**Instructions to follow**
Write out, word for word, only the data from its first line to the line containing "extracted from it.".

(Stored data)
-=-=-

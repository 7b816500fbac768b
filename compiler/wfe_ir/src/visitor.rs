//! Tree traversal and ancestor queries.
//!
//! # Traversal
//!
//! [`visit`] walks a tree depth-first and calls the visitor twice per node:
//! with `entering = true` before the node's children, and with
//! `entering = false` after them. The parent argument is the node the walk
//! came from, `None` for the starting node.
//!
//! Children are visited in a fixed order:
//!
//! | Node | Children |
//! |---|---|
//! | `ObjectDeref`, `ArrayDeref` | receiver |
//! | `IndexAccess` | **index, then operand** |
//! | `NotOp` | operand |
//! | `CompareOp`, `LogicalOp` | left, then right |
//! | `FuncCall` | arguments in order |
//! | literals, `Variable` | none |
//!
//! The walk cannot be cut short. A visitor that is done keeps a flag in its
//! own state and ignores the remaining calls:
//!
//! ```text
//! let mut found = None;
//! visit(tree.root(), |node, _, entering| {
//!     if entering && found.is_none() && node.as_variable() == Some("secrets") {
//!         found = Some(node);
//!     }
//! });
//! ```
//!
//! # Ancestor Search
//!
//! [`find_parent`] walks up from a node's parent and stops at the first
//! ancestor the predicate accepts, handing back both the ancestor and
//! whatever the predicate extracted from it.

use wfe_stack::ensure_sufficient_stack;

use crate::NodeRef;

/// Receives enter/leave notifications from [`walk`].
///
/// Implemented for every `FnMut(node, parent, entering)` closure.
pub trait Visitor<'t> {
    fn visit_node(&mut self, node: NodeRef<'t>, parent: Option<NodeRef<'t>>, entering: bool);
}

impl<'t, F> Visitor<'t> for F
where
    F: FnMut(NodeRef<'t>, Option<NodeRef<'t>>, bool),
{
    #[inline]
    fn visit_node(&mut self, node: NodeRef<'t>, parent: Option<NodeRef<'t>>, entering: bool) {
        self(node, parent, entering);
    }
}

/// Visit the subtree at `root` with a callback.
pub fn visit<'t, F>(root: NodeRef<'t>, mut f: F)
where
    F: FnMut(NodeRef<'t>, Option<NodeRef<'t>>, bool),
{
    walk(root, &mut f);
}

/// Walk the subtree at `root` with a [`Visitor`].
///
/// `root` is reported with no parent even if it has one in the tree.
pub fn walk<'t, V: Visitor<'t> + ?Sized>(root: NodeRef<'t>, visitor: &mut V) {
    walk_node(root, None, visitor);
}

fn walk_node<'t, V: Visitor<'t> + ?Sized>(
    node: NodeRef<'t>,
    parent: Option<NodeRef<'t>>,
    visitor: &mut V,
) {
    visitor.visit_node(node, parent, true);
    ensure_sufficient_stack(|| {
        for child in node.children() {
            walk_node(child, Some(node), visitor);
        }
    });
    visitor.visit_node(node, parent, false);
}

/// Nearest ancestor of `node` for which `predicate` returns `Some`.
///
/// Starts at `node`'s parent, never `node` itself. Returns the ancestor with
/// the predicate's payload, or `None` once the root has been passed.
///
/// ```text
/// // Innermost function call enclosing a node
/// let call = find_parent(node, |n| n.as_func_call());
/// ```
pub fn find_parent<'t, T, P>(node: NodeRef<'t>, mut predicate: P) -> Option<(NodeRef<'t>, T)>
where
    P: FnMut(NodeRef<'t>) -> Option<T>,
{
    node.ancestors()
        .find_map(|ancestor| predicate(ancestor).map(|payload| (ancestor, payload)))
}

impl crate::ExprTree {
    /// Visit the whole tree from its root. See [`visit`].
    pub fn visit<'t, F>(&'t self, f: F)
    where
        F: FnMut(NodeRef<'t>, Option<NodeRef<'t>>, bool),
    {
        visit(self.root(), f);
    }
}

#[cfg(test)]
mod tests;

-=-=-

**Exercise solution**
repository 7b816500fbac768b
filename compiler/wfe_ir/src/visitor.rs
//! Tree traversal and ancestor queries.
//!
//! # Traversal
//!
//! [`visit`] walks a tree depth-first and calls the visitor twice per node:
//! with `entering = true` before the node's children, and with
//! `entering = false` after them. The parent argument is the node the walk
//! came from, `None` for the starting node.
//!
//! Children are visited in a fixed order:
//!
//! | Node | Children |
//! |---|---|
//! | `ObjectDeref`, `ArrayDeref` | receiver |
//! | `IndexAccess` | **index, then operand** |
//! | `NotOp` | operand |
//! | `CompareOp`, `LogicalOp` | left, then right |
//! | `FuncCall` | arguments in order |
//! | literals, `Variable` | none |
//!
//! The walk cannot be cut short. A visitor that is done keeps a flag in its
//! own state and ignores the remaining calls:
//!
//! ```text
//! let mut found = None;
//! visit(tree.root(), |node, _, entering| {
//!     if entering && found.is_none() && node.as_variable() == Some("secrets") {
//!         found = Some(node);
//!     }
//! });
//! ```
//!
//! # Ancestor Search
//!
//! [`find_parent`] walks up from a node's parent and stops at the first
//! ancestor the predicate accepts, handing back both the ancestor and
//! whatever the predicate extracted from it.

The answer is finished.